Sir Arthur Conan Doyle
The Adventures of Sherlock Holmes
THE COPPER BEECHES
"To the man who loves art for
its own sake," remarked Sherlock Holmes, tossing aside the advertisement
sheet of the Daily Telegraph, "It is frequently in its least important
and lowliest manifestations that the keenest pleasure is to be derived.
It is pleasant to me to observe, Watson, that you have so far grasped
this truth that in these little records of our cases which you have been
good enough to draw up, and, I am bound to say, occasionally to
embellish, you have given prominence not so much to the many causes
celebres and sensational trials in which I have figured but rather to
those incidents which may have been trivial in themselves, but which
have given room for those faculties of deduction and of logical
synthesis which I have made my special province."

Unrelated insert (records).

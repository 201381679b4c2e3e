// Copyright (c) 2025 Jonathan Fontanez
// SPDX-License-Identifier: BUSL-1.1

use std::collections::BTreeMap;
use std::fmt;
use std::sync::Arc;

use serde::{Deserialize, Serialize};

use super::catalog::{NodeRole, NodeTypeDescriptor, PortDirection, PortPresence};
use super::options::OptionValue;
use crate::core::error::{Result, StreamError};
use crate::core::media::{MediaDescriptor, MediaKind};
use crate::core::runtime::RunState;

/// Unique node identifier (the node's name within its registry).
#[derive(Debug, Clone, PartialEq, Eq, Hash, PartialOrd, Ord, Serialize, Deserialize)]
pub struct NodeId(String);

impl NodeId {
    pub fn new(id: impl Into<String>) -> Self {
        Self(id.into())
    }

    pub fn as_str(&self) -> &str {
        &self.0
    }
}

impl fmt::Display for NodeId {
    fn fmt(&self, f: &mut fmt::Formatter<'_>) -> fmt::Result {
        f.write_str(&self.0)
    }
}

impl From<&str> for NodeId {
    fn from(s: &str) -> Self {
        Self(s.to_string())
    }
}

impl From<String> for NodeId {
    fn from(s: String) -> Self {
        Self(s)
    }
}

/// Concrete port on a node instance.
#[derive(Debug, Clone, Serialize, Deserialize)]
pub struct Port {
    pub name: String,
    pub direction: PortDirection,
    pub presence: PortPresence,
    /// Caps negotiated for this port, set for ports exposed at discovery.
    pub caps: Option<MediaDescriptor>,
    /// Media kind accepted/produced by the port's template.
    pub kind: Option<MediaKind>,
}

impl Port {
    /// Effective media kind: negotiated caps first, then the template kind.
    pub fn media_kind(&self) -> Option<MediaKind> {
        self.caps
            .as_ref()
            .map(MediaDescriptor::kind)
            .or_else(|| self.kind.clone())
    }
}

/// Processing node owned by a [`NodeRegistry`](super::NodeRegistry).
#[derive(Debug, Clone)]
pub struct Node {
    id: NodeId,
    descriptor: Arc<NodeTypeDescriptor>,
    options: BTreeMap<String, OptionValue>,
    ports: Vec<Port>,
    state: RunState,
}

impl Node {
    pub(crate) fn new(id: NodeId, descriptor: Arc<NodeTypeDescriptor>) -> Self {
        let ports = descriptor
            .ports
            .iter()
            .filter(|t| t.presence == PortPresence::Always)
            .map(|t| Port {
                name: t.name.clone(),
                direction: t.direction,
                presence: t.presence,
                caps: None,
                kind: t.kind.clone(),
            })
            .collect();

        Self {
            id,
            descriptor,
            options: BTreeMap::new(),
            ports,
            state: RunState::Idle,
        }
    }

    pub fn id(&self) -> &NodeId {
        &self.id
    }

    pub fn node_type(&self) -> &str {
        &self.descriptor.name
    }

    pub fn role(&self) -> NodeRole {
        self.descriptor.role
    }

    pub fn descriptor(&self) -> &NodeTypeDescriptor {
        &self.descriptor
    }

    pub fn state(&self) -> RunState {
        self.state
    }

    pub(crate) fn set_state(&mut self, state: RunState) {
        self.state = state;
    }

    pub fn options(&self) -> &BTreeMap<String, OptionValue> {
        &self.options
    }

    pub fn option(&self, key: &str) -> Option<&OptionValue> {
        self.options.get(key)
    }

    pub fn option_str(&self, key: &str) -> Option<&str> {
        self.option(key).and_then(OptionValue::as_str)
    }

    pub fn option_u64(&self, key: &str) -> Option<u64> {
        self.option(key).and_then(OptionValue::as_u64)
    }

    pub fn option_i64(&self, key: &str) -> Option<i64> {
        self.option(key).and_then(OptionValue::as_i64)
    }

    pub fn option_bool(&self, key: &str) -> Option<bool> {
        self.option(key).and_then(OptionValue::as_bool)
    }

    pub(crate) fn set_option(&mut self, key: String, value: OptionValue) {
        self.options.insert(key, value);
    }

    pub fn ports(&self) -> &[Port] {
        &self.ports
    }

    pub fn port(&self, name: &str) -> Option<&Port> {
        self.ports.iter().find(|p| p.name == name)
    }

    pub fn src_ports(&self) -> impl Iterator<Item = &Port> {
        self.ports
            .iter()
            .filter(|p| p.direction == PortDirection::Src)
    }

    pub fn sink_ports(&self) -> impl Iterator<Item = &Port> {
        self.ports
            .iter()
            .filter(|p| p.direction == PortDirection::Sink)
    }

    /// Expose a port that the node discovered at runtime.
    ///
    /// The name must match one of the type's `Sometimes` templates. Exposing
    /// an existing port again only refreshes its caps.
    pub(crate) fn expose_port(
        &mut self,
        name: &str,
        caps: Option<MediaDescriptor>,
    ) -> Result<()> {
        if let Some(existing) = self.ports.iter_mut().find(|p| p.name == name) {
            existing.caps = caps;
            return Ok(());
        }

        let template = self
            .descriptor
            .template_for(name)
            .filter(|t| t.presence == PortPresence::Sometimes)
            .ok_or_else(|| {
                StreamError::Runtime(format!(
                    "{} has no sometimes-port template matching '{}'",
                    self.id, name
                ))
            })?;

        self.ports.push(Port {
            name: name.to_string(),
            direction: template.direction,
            presence: PortPresence::Sometimes,
            caps,
            kind: template.kind.clone(),
        });
        Ok(())
    }

    /// Instantiate a request port by name (`sink_0`) or, when `name` is
    /// `None`, the next free instance of the request template.
    pub(crate) fn request_port(
        &mut self,
        direction: PortDirection,
        name: Option<&str>,
    ) -> Result<String> {
        let template = self
            .descriptor
            .request_template(direction)
            .cloned()
            .ok_or_else(|| {
                StreamError::Runtime(format!(
                    "{} ({}) has no request {:?} ports",
                    self.id,
                    self.node_type(),
                    direction
                ))
            })?;

        let port_name = match name {
            Some(name) if template.matches(name) => name.to_string(),
            Some(name) => {
                return Err(StreamError::Runtime(format!(
                    "'{}' is not a valid request port of {} (template {})",
                    name, self.id, template.name
                )))
            }
            None => (0..)
                .map(|i| template.instance_name(i))
                .find(|candidate| self.port(candidate).is_none())
                .unwrap_or_else(|| template.instance_name(0)),
        };

        if self.port(&port_name).is_none() {
            self.ports.push(Port {
                name: port_name.clone(),
                direction,
                presence: PortPresence::Request,
                caps: None,
                kind: template.kind.clone(),
            });
        }
        Ok(port_name)
    }
}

"And yet," said I, smiling, "I
cannot quite hold myself absolved from the charge of sensationalism
which has been urged against my records."
"You have erred, perhaps," he
observed, taking up a glowing cinder with the tongs and lighting with it
the long cherry-wood pipe which was wont to replace his clay when he
was in a disputatious rather than a meditative mood"You have erred
perhaps in attempting to put color and life into each of your statements
instead of confining yourself to the task of placing upon record that
severe reasoning from cause to effect which is really the only notable
feature about the thing."
"It seems to me that I have done
you full justice in the matter," I remarked with some coldness, for I
was repelled by the egotism which I had more than once observed to be a
strong factor in my friend's singular character.